» **ASSIGNMENT**: Return the number of lines below with "disables" in them, and nothing else.

» **EXTRACTED DATA**:
········

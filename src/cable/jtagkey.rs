//! Implement the `Cable` trait for "jtagkey" compatible hardware adapters like the Bus Blaster
use std::time::Duration;
use std::vec::Vec;

use libftd2xx::{Ft2232h, Ftdi, FtdiCommon, FtdiMpsse, MpsseCmdBuilder, MpsseCmdExecutor};

use super::mpsse::{adapter_error, Mpsse};
use crate::cable::{Cable, CableError};

// Lower pins
const PIN_TCK: u8 = 1;
const PIN_TDI: u8 = 1 << 1;
const PIN_TMS: u8 = 1 << 3;
const PIN_N_OE: u8 = 1 << 4;
const LOWER_OUTPUT_PINS: u8 = PIN_TCK | PIN_TDI | PIN_TMS | PIN_N_OE;

// Upper pins
const PIN_N_TRST: u8 = 1;
const PIN_N_SRST: u8 = 1 << 1;
const PIN_N_TRST_OE: u8 = 1 << 2;
const PIN_N_SRST_OE: u8 = 1 << 3;
const UPPER_OUTPUT_PINS: u8 = PIN_N_TRST | PIN_N_SRST | PIN_N_TRST_OE | PIN_N_SRST_OE;

pub struct JtagKey {
    ft: Mpsse<Ft2232h>,
}

impl JtagKey {
    /// Open a JtagKey.  FT2232-based adapters like JtagKey have both an "A" interface and a
    /// "B" interface.  `primary` selects "A". `clock` is the TCK frequency in hertz.
    pub fn new(clock: u32, primary: bool) -> Result<Self, CableError> {
        let description = if primary {
            "Dual RS232-HS A"
        } else {
            "Dual RS232-HS B"
        };
        let ft = Ftdi::with_description(description)
            .map_err(|e| CableError::NotFound(std::format!("{}: {:?}", description, e)))?;
        let ft = Ft2232h::try_from(ft).map_err(adapter_error)?;
        let mut ft = Mpsse::new(ft, clock)?;
        ft.ft.set_latency_timer(Duration::from_millis(0)).map_err(adapter_error)?;
        ft.ft.set_gpio_upper(PIN_N_TRST | PIN_N_SRST, UPPER_OUTPUT_PINS).map_err(adapter_error)?;

        let builder = MpsseCmdBuilder::new().set_gpio_lower(PIN_TMS, LOWER_OUTPUT_PINS);
        ft.ft.send(builder.as_slice()).map_err(adapter_error)?;
        log::info!("opened {} at {} Hz", description, clock);

        Ok(JtagKey { ft })
    }

    /// Hold the target in system reset.
    pub fn assert_srst(&mut self) -> Result<(), CableError> {
        self.ft.flush()?;
        self.ft.ft.set_gpio_upper(PIN_N_TRST, UPPER_OUTPUT_PINS).map_err(adapter_error)
    }

    /// Release system reset.
    pub fn deassert_srst(&mut self) -> Result<(), CableError> {
        self.ft.flush()?;
        self.ft.ft.set_gpio_upper(PIN_N_TRST | PIN_N_SRST, UPPER_OUTPUT_PINS).map_err(adapter_error)
    }
}

impl Cable for JtagKey {
    fn change_mode(&mut self, tms: &[usize], tdi: bool) -> Result<(), CableError> {
        self.ft.change_mode(tms, tdi)
    }

    fn read_data(&mut self, bits: usize) -> Result<Vec<u8>, CableError> {
        self.ft.read_data(bits)
    }

    fn write_data(&mut self, data: &[u8], bits: u8, pause_after: bool) -> Result<(), CableError> {
        self.ft.write_data(data, bits, pause_after)
    }

    fn read_write_data(&mut self, data: &[u8], bits: u8, pause_after: bool) -> Result<Vec<u8>, CableError> {
        self.ft.read_write_data(data, bits, pause_after)
    }

    fn queue_read(&mut self, bits: usize) -> Result<bool, CableError> {
        self.ft.queue_read(bits)
    }

    fn queue_read_write(&mut self, data: &[u8], bits: u8, pause_after: bool) -> Result<bool, CableError> {
        self.ft.queue_read_write(data, bits, pause_after)
    }

    fn finish_read(&mut self, bits: usize) -> Result<Vec<u8>, CableError> {
        self.ft.finish_read(bits)
    }

    fn flush(&mut self) -> Result<(), CableError> {
        self.ft.flush()
    }
}
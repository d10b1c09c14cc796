//! Command line access to a Nexus client behind a JTAG cable.
use anyhow::{anyhow, bail, Context, Result};
use clap::{Parser, Subcommand};

use nexus_api::cable::{self, Cable};
use nexus_api::jtag::{JtagConfig, JtagHal, NEXUS_ACCESS};
use nexus_api::sim::SimTarget;
use nexus_api::statemachine::JtagSM;
use nexus_api::taps::{TapInfo, Taps};
use nexus_api::{AccessSize, CtrlData, Endian, Handle, LogSink, ReceivedEvent, TargetSpec};

type JtagHandle = Handle<JtagHal<Box<dyn Cable>>>;

#[derive(Parser, Debug)]
#[command(name = "nxscan", version, about = "Talk to a Nexus debug client over JTAG")]
struct Cli {
    /// Cable to use: sim, jtagkey, jtagkey-b or jlink
    #[arg(short, long, default_value = "sim")]
    cable: String,

    /// TCK frequency in hertz
    #[arg(long, default_value_t = 1_000_000)]
    clock: u32,

    /// Position of the Nexus TAP in the chain, 0 being nearest TDO
    #[arg(long, default_value_t = 0)]
    tap: usize,

    /// IR length of every TAP, nearest TDO first.  Detected when left out.
    #[arg(long = "ir-len", value_delimiter = ',')]
    ir_len: Vec<usize>,

    /// NEXUS-ACCESS instruction opcode
    #[arg(long = "nexus-ir", value_parser = parse_u32, default_value_t = NEXUS_ACCESS)]
    nexus_ir: u32,

    /// Log more; repeat for more still
    #[arg(short, long, action = clap::ArgAction::Count)]
    verbose: u8,

    #[command(subcommand)]
    command: Command,
}

#[derive(Subcommand, Debug)]
enum Command {
    /// Show the scan chain and what the target can do
    Info,
    /// Dump target memory
    Read {
        #[arg(value_parser = parse_u64)]
        addr: u64,
        #[arg(default_value_t = 64)]
        len: usize,
        /// Access size in bytes
        #[arg(long, default_value_t = 4)]
        size: usize,
        #[arg(long, default_value_t = 0)]
        map: u32,
    },
    /// Write values to target memory, one access each
    Write {
        #[arg(value_parser = parse_u64)]
        addr: u64,
        #[arg(value_parser = parse_u64, required = true)]
        values: Vec<u64>,
        /// Access size in bytes
        #[arg(long, default_value_t = 4)]
        size: usize,
        #[arg(long, default_value_t = 0)]
        map: u32,
    },
    /// Stop the target and show its registers
    Halt {
        /// Reset the target first
        #[arg(long)]
        reset: bool,
    },
    /// Print events as the target produces them
    Events {
        /// Stop after this many
        #[arg(long)]
        count: Option<usize>,
    },
}

fn parse_u64(s: &str) -> Result<u64, String> {
    let parsed = match s.strip_prefix("0x").or_else(|| s.strip_prefix("0X")) {
        Some(hex) => u64::from_str_radix(hex, 16),
        None => s.parse(),
    };
    parsed.map_err(|e| format!("{:?}: {}", s, e))
}

fn parse_u32(s: &str) -> Result<u32, String> {
    let value = parse_u64(s)?;
    u32::try_from(value).map_err(|_| format!("{:#x} does not fit in 32 bits", value))
}

fn open_cable(cli: &Cli) -> Result<Box<dyn Cable>> {
    if cli.cable == "sim" {
        let target = SimTarget::default();
        return Ok(Box::new(target.tap()));
    }
    cable::new_from_string(&cli.cable, cli.clock).with_context(|| format!("opening {} cable", cli.cable))
}

fn open(cli: &Cli) -> Result<(JtagHandle, Vec<TapInfo>)> {
    let sm = JtagSM::new(open_cable(cli)?)?;
    let mut taps = Taps::new(sm);
    let chain = if cli.ir_len.is_empty() {
        taps.detect().context("detecting the scan chain")?
    } else {
        for len in &cli.ir_len {
            taps.add_tap(*len);
        }
        Vec::new()
    };

    let config = JtagConfig {
        tap: cli.tap,
        ir_lengths: cli.ir_len.clone(),
        nexus_access: cli.nexus_ir,
        ..JtagConfig::default()
    };
    let hal = JtagHal::new(taps, config);
    let handle = Handle::open(TargetSpec::jtag(Endian::Unknown), hal, LogSink).context("opening the target")?;
    Ok((handle, chain))
}

fn access_size(bytes: usize) -> Result<AccessSize> {
    AccessSize::from_bytes(bytes).ok_or_else(|| anyhow!("no {}-byte access size", bytes))
}

fn dump(addr: u64, data: &[u8]) {
    for (i, line) in data.chunks(16).enumerate() {
        let hex: Vec<String> = line.iter().map(|b| format!("{:02x}", b)).collect();
        println!("{:08x}: {}", addr + (i * 16) as u64, hex.join(" "));
    }
}

fn print_event(event: &ReceivedEvent) {
    match event {
        ReceivedEvent::Message(msg) => {
            let packets: Vec<String> = msg
                .packets()
                .iter()
                .map(|p| match p.value() {
                    Some(v) => format!("{:#x}/{}", v, p.bits()),
                    None => format!("{:02x?}/{}", p.data(), p.bits()),
                })
                .collect();
            println!("message tcode {:?}: {}", msg.tcode(), packets.join(" "));
        }
        ReceivedEvent::BreakStep(regs) => {
            println!("stopped");
            for (n, r) in regs.int_regs.iter().enumerate() {
                print!("r{:<2} {:016x}{}", n, r, if n % 4 == 3 { "\n" } else { "  " });
            }
        }
        ReceivedEvent::InputPin { level } => println!("input pin {}", if *level { "high" } else { "low" }),
    }
}

fn run(cli: &Cli) -> Result<()> {
    let (mut handle, chain) = open(cli)?;
    match &cli.command {
        Command::Info => {
            for (i, tap) in chain.iter().enumerate() {
                match tap.idcode {
                    Some(id) => println!("tap {}: idcode {:#010x}, IR {} bits", i, id, tap.irlen),
                    None => println!("tap {}: bypass, IR {} bits", i, tap.irlen),
                }
            }
            let cap = handle.capability();
            println!("api:        {}", cap.api_version);
            println!("hal:        {}", cap.hal_info);
            println!("device id:  {:#010x}", cap.device_id);
            println!("endian:     {:?}", cap.target_endian);
            println!("memory:     {} maps, {} priorities, {}-bit accesses", cap.max_mem_map, cap.max_mem_access_priority, cap.max_access_size);
            println!("breakpoint: {}..{}", cap.breakpoint.min, cap.breakpoint.max);
            println!("watchpoint: {}..{}", cap.watch.min, cap.watch.max);
            println!("btm/dtm/otm/subst: {} {} {} {}", cap.btm.min, cap.dtm.min, cap.otm.min, cap.substitution.min);
        }
        Command::Read { addr, len, size, map } => {
            let data = handle.read_mem(*map, 0, *addr, *len, access_size(*size)?)?;
            dump(*addr, &data);
        }
        Command::Write { addr, values, size, map } => {
            let endian = handle.capability().target_endian;
            let mut data = Vec::with_capacity(values.len() * size);
            for v in values {
                let bytes = endian
                    .word_to_bytes(*v, *size)
                    .ok_or_else(|| anyhow!("cannot lay out {}-byte values on a {:?} endian target", size, endian))?;
                data.extend(bytes);
            }
            handle.write_mem(*map, 0, *addr, access_size(*size)?, &data)?;
        }
        Command::Halt { reset } => {
            handle.control(&CtrlData::ResetOrHalt { perform_reset_sequence: *reset, halt: true })?;
            match handle.get_event(usize::MAX, false)? {
                Some(event) => print_event(&event),
                None => bail!("target did not stop"),
            }
        }
        Command::Events { count } => {
            let mut seen = 0;
            while count.map_or(true, |c| seen < c) {
                if let Some(event) = handle.get_event(usize::MAX, true)? {
                    print_event(&event);
                    seen += 1;
                }
            }
        }
    }
    handle.close()?;
    Ok(())
}

fn main() -> Result<()> {
    let cli = Cli::parse();
    let level = match cli.verbose {
        0 => "warn",
        1 => "info",
        2 => "debug",
        _ => "trace",
    };
    let _logger = flexi_logger::Logger::try_with_env_or_str(level)?.start()?;
    run(&cli)
}
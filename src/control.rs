//! Control operations applied with `Handle::control`.
use alloc::boxed::Box;

use crate::types::Registers;

/// Numeric control tags.  Values from 0x100 upwards are vendor extensions.
#[derive(Clone, Copy, Debug, PartialEq, Eq)]
#[repr(u32)]
pub enum CtrlTag {
    SetClient = 0x01,
    OverrunMode = 0x02,
    SubstitutionMode = 0x03,
    ResetOrHalt = 0x04,
    EventIn = 0x05,
    ClientBreak = 0x06,
    RestartFromBreakStep = 0x50,
    FlashLed = 0x100,
    ConfigTraceBuffer = 0x101,
}

/// What substitution applies to when enabled
#[derive(Clone, Copy, Debug, Default, PartialEq, Eq)]
pub struct Substitution {
    pub instructions: bool,
    pub data: bool,
}

#[derive(Clone, Copy, Debug, PartialEq, Eq)]
pub enum VendorCtrl {
    FlashLed { how_fast: u16 },
    ConfigureTraceBuffer { size: u32 },
}

#[derive(Clone, Debug, PartialEq)]
pub enum CtrlData {
    SetClient { client_id: u32 },
    /// Delay the core instead of dropping messages when the message queue overruns.
    /// Zero disables.
    OverrunMode { delay: u32 },
    /// `None` disables substitution
    SubstitutionMode(Option<Substitution>),
    ResetOrHalt { perform_reset_sequence: bool, halt: bool },
    /// Load the given registers and resume a target stopped on a break or step.
    RestartFromBreakStep(Box<Registers>),
    EventIn { level: bool },
    /// Let EVTI stop the core
    ClientBreak { enabled: bool },
    Vendor(VendorCtrl),
}

impl CtrlData {
    pub fn tag(&self) -> CtrlTag {
        match self {
            CtrlData::SetClient { .. } => CtrlTag::SetClient,
            CtrlData::OverrunMode { .. } => CtrlTag::OverrunMode,
            CtrlData::SubstitutionMode(_) => CtrlTag::SubstitutionMode,
            CtrlData::ResetOrHalt { .. } => CtrlTag::ResetOrHalt,
            CtrlData::RestartFromBreakStep(_) => CtrlTag::RestartFromBreakStep,
            CtrlData::EventIn { .. } => CtrlTag::EventIn,
            CtrlData::ClientBreak { .. } => CtrlTag::ClientBreak,
            CtrlData::Vendor(VendorCtrl::FlashLed { .. }) => CtrlTag::FlashLed,
            CtrlData::Vendor(VendorCtrl::ConfigureTraceBuffer { .. }) => CtrlTag::ConfigTraceBuffer,
        }
    }

    pub fn halt() -> Self {
        CtrlData::ResetOrHalt { perform_reset_sequence: false, halt: true }
    }
}
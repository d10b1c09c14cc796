//! A simulated Nexus target.
//!
//! `SimTarget` is a HAL over an in-memory model of a Nexus client that implements the
//! default register map: the RWCS memory access engine, run control through DC1/DS, the
//! register window, comparator banks and the trace units.  `SimProbe` plays the part of the
//! core, executing instructions and making data accesses that the debug logic reacts to,
//! and `SimTap` exposes the same client through a bit-level JTAG TAP so the JTAG stack can be
//! driven end to end.
//!
//! All three share one client behind a mutex; a blocking `get_event` sleeps on a condition
//! variable that is signalled whenever the client queues something.
use std::collections::BTreeMap;
use std::format;
use std::sync::{Arc, Condvar, Mutex, MutexGuard, PoisonError};
use std::vec;
use std::vec::Vec;

use crate::api::AccessSize;
use crate::capability::Capability;
use crate::error::{Error, Result};
use crate::event::ReceivedEvent;
use crate::hal::{check_nrr_args, Hal};
use crate::nrr::{NrrIndex, RegisterMap};
use crate::types::{Address, PortType, Registers, TargetSpec};

mod client;
mod tap;

use client::NexusClient;
pub use tap::SimTap;

/// IR opcode selecting the IDCODE register
pub const IDCODE_INSTRUCTION: u32 = 0x01;

/// A block of target memory
#[derive(Clone, Copy, Debug, PartialEq, Eq)]
pub struct Region {
    pub map: u32,
    pub base: Address,
    pub size: usize,
}

impl Region {
    pub const fn new(map: u32, base: Address, size: usize) -> Self {
        Self { map, base, size }
    }
}

#[derive(Clone, Debug)]
pub struct SimConfig {
    pub capability: Capability,
    pub register_map: RegisterMap,
    pub regions: Vec<Region>,
    /// Messages the client buffers before it overruns
    pub queue_depth: usize,
    /// Value of the DID register
    pub device_id: u32,
    /// JTAG IDCODE; bit 0 must be set
    pub idcode: u32,
    pub ir_len: usize,
    pub nexus_instruction: u32,
    /// Width of registers the register map does not name
    pub default_width: usize,
    /// Per-register width overrides
    pub widths: BTreeMap<u8, usize>,
    /// Treat every register as plain storage, with no debug logic behind it
    pub plain: bool,
}

impl Default for SimConfig {
    fn default() -> Self {
        Self {
            capability: Capability::reference_client(),
            register_map: RegisterMap::default(),
            regions: vec![Region::new(0, 0, 0x1_0000), Region::new(1, 0x2000_0000, 0x1000)],
            queue_depth: 64,
            device_id: 0x0a5e_5001,
            idcode: 0x1a5e_501d,
            ir_len: 5,
            nexus_instruction: crate::jtag::NEXUS_ACCESS,
            default_width: 32,
            widths: BTreeMap::new(),
            plain: false,
        }
    }
}

impl SimConfig {
    /// A client that is nothing but 128 registers of storage.
    pub fn register_file() -> Self {
        Self { plain: true, ..Self::default() }
    }

    pub fn with_width(mut self, index: u8, bits: usize) -> Self {
        self.widths.insert(index, bits);
        self
    }

    /// Width of register `index`, between 1 and 64 bits.
    pub fn width_of(&self, index: NrrIndex) -> usize {
        self.widths
            .get(&index.get())
            .copied()
            .or_else(|| self.register_map.width_of(index))
            .unwrap_or(self.default_width)
            .clamp(1, 64)
    }
}

struct Shared {
    client: Mutex<NexusClient>,
    ready: Condvar,
}

impl Shared {
    fn client(&self) -> MutexGuard<'_, NexusClient> {
        self.client.lock().unwrap_or_else(PoisonError::into_inner)
    }

    // Runs `f` on the client and wakes anyone waiting for an event.
    fn with<R>(&self, f: impl FnOnce(&mut NexusClient) -> R) -> R {
        let result = f(&mut self.client());
        self.ready.notify_all();
        result
    }
}

pub struct SimTarget {
    shared: Arc<Shared>,
}

impl SimTarget {
    pub fn new(config: SimConfig) -> Self {
        let shared = Shared {
            client: Mutex::new(NexusClient::new(config)),
            ready: Condvar::new(),
        };
        Self { shared: Arc::new(shared) }
    }

    /// A handle on the simulated core, usable from any thread.
    pub fn probe(&self) -> SimProbe {
        SimProbe { shared: self.shared.clone() }
    }

    /// A JTAG TAP in front of the same client.
    pub fn tap(&self) -> SimTap {
        let config = self.shared.client().config().clone();
        SimTap::new(self.shared.clone(), &config)
    }
}

impl Default for SimTarget {
    fn default() -> Self {
        Self::new(SimConfig::default())
    }
}

impl Hal for SimTarget {
    fn open(&mut self, spec: &TargetSpec) -> Result<Capability> {
        if !matches!(spec.access_port, PortType::Jtag | PortType::Aux) {
            return Err(Error::no_capability(format!("simulator has no {:?} port", spec.access_port)));
        }
        let client = self.shared.client();
        let mut cap = client.config().capability.clone();
        cap.hal_info = format!("simulated Nexus client, {} memory regions", client.config().regions.len());
        Ok(cap)
    }

    fn close(&mut self) -> Result<()> {
        Ok(())
    }

    fn write_nrr(&mut self, index: NrrIndex, bits: usize, data: &[u8]) -> Result<()> {
        check_nrr_args(index, bits, data.len())?;
        self.shared.with(|c| c.write_nrr(index, bits, data))
    }

    fn read_nrr(&mut self, index: NrrIndex, bits: usize) -> Result<Vec<u8>> {
        check_nrr_args(index, bits, crate::nrr::byte_len(bits))?;
        self.shared.with(|c| c.read_nrr(index, bits))
    }

    fn get_event(&mut self, block: bool) -> Result<Option<ReceivedEvent>> {
        let mut client = self.shared.client();
        loop {
            if let Some(event) = client.pop_event() {
                return Ok(Some(event));
            }
            if !block {
                return Ok(None);
            }
            client = self.shared.ready.wait(client).map_err(|_| Error::failed("simulator state poisoned"))?;
        }
    }
}

/// Drives the simulated core.  Clones share the same target.
#[derive(Clone)]
pub struct SimProbe {
    shared: Arc<Shared>,
}

impl SimProbe {
    /// Fetch and execute the instruction at `pc`.  Returns false if the core was halted,
    /// stalled, or stopped on a breakpoint before executing it.
    ///
    /// The core stalls while an overrun delay is set in DC1 and the event queue is full.
    /// It makes progress again once the host pulls an event.  With no delay set, messages
    /// that do not fit are counted and reported as lost.
    pub fn execute(&self, pc: Address) -> bool {
        self.shared.with(|c| c.execute(pc))
    }

    /// Take a branch to `target`.  False while halted or stalled.
    pub fn branch(&self, target: Address) -> bool {
        self.shared.with(|c| c.branch(target))
    }

    /// Data read from memory map 0.
    pub fn load(&self, addr: Address, size: AccessSize) -> Option<u64> {
        self.shared.with(|c| c.load(addr, size))
    }

    /// Data write to memory map 0.
    pub fn store(&self, addr: Address, size: AccessSize, value: u64) -> bool {
        self.shared.with(|c| c.store(addr, size, value))
    }

    /// The running software switches process.  False while stalled.
    pub fn set_owner(&self, process: u32) -> bool {
        self.shared.with(|c| c.set_owner(process))
    }

    /// Queue an event as if the client had produced it.  A full queue counts it as lost.
    pub fn raise_event(&self, event: ReceivedEvent) {
        self.shared.with(|c| c.raise(event))
    }

    /// Write memory without involving the core or the debug logic.
    pub fn poke(&self, map: u32, addr: Address, data: &[u8]) -> bool {
        self.shared.with(|c| c.poke(map, addr, data))
    }

    pub fn peek(&self, map: u32, addr: Address, len: usize) -> Option<Vec<u8>> {
        self.shared.client().peek(map, addr, len)
    }

    pub fn is_halted(&self) -> bool {
        self.shared.client().is_halted()
    }

    pub fn registers(&self) -> Registers {
        self.shared.client().registers().clone()
    }

    pub fn set_registers(&self, regs: Registers) {
        self.shared.client().set_registers(regs)
    }

    /// Whether memory substitution is active.
    pub fn substituting(&self) -> bool {
        self.shared.client().substituting()
    }

    /// Current contents of register `index`, read without side effects.
    pub fn nrr(&self, index: NrrIndex) -> u64 {
        self.shared.client().stored(index)
    }

    pub fn pending_events(&self) -> usize {
        self.shared.client().pending()
    }
}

········

» **EXERCISE RESPONSE**: 2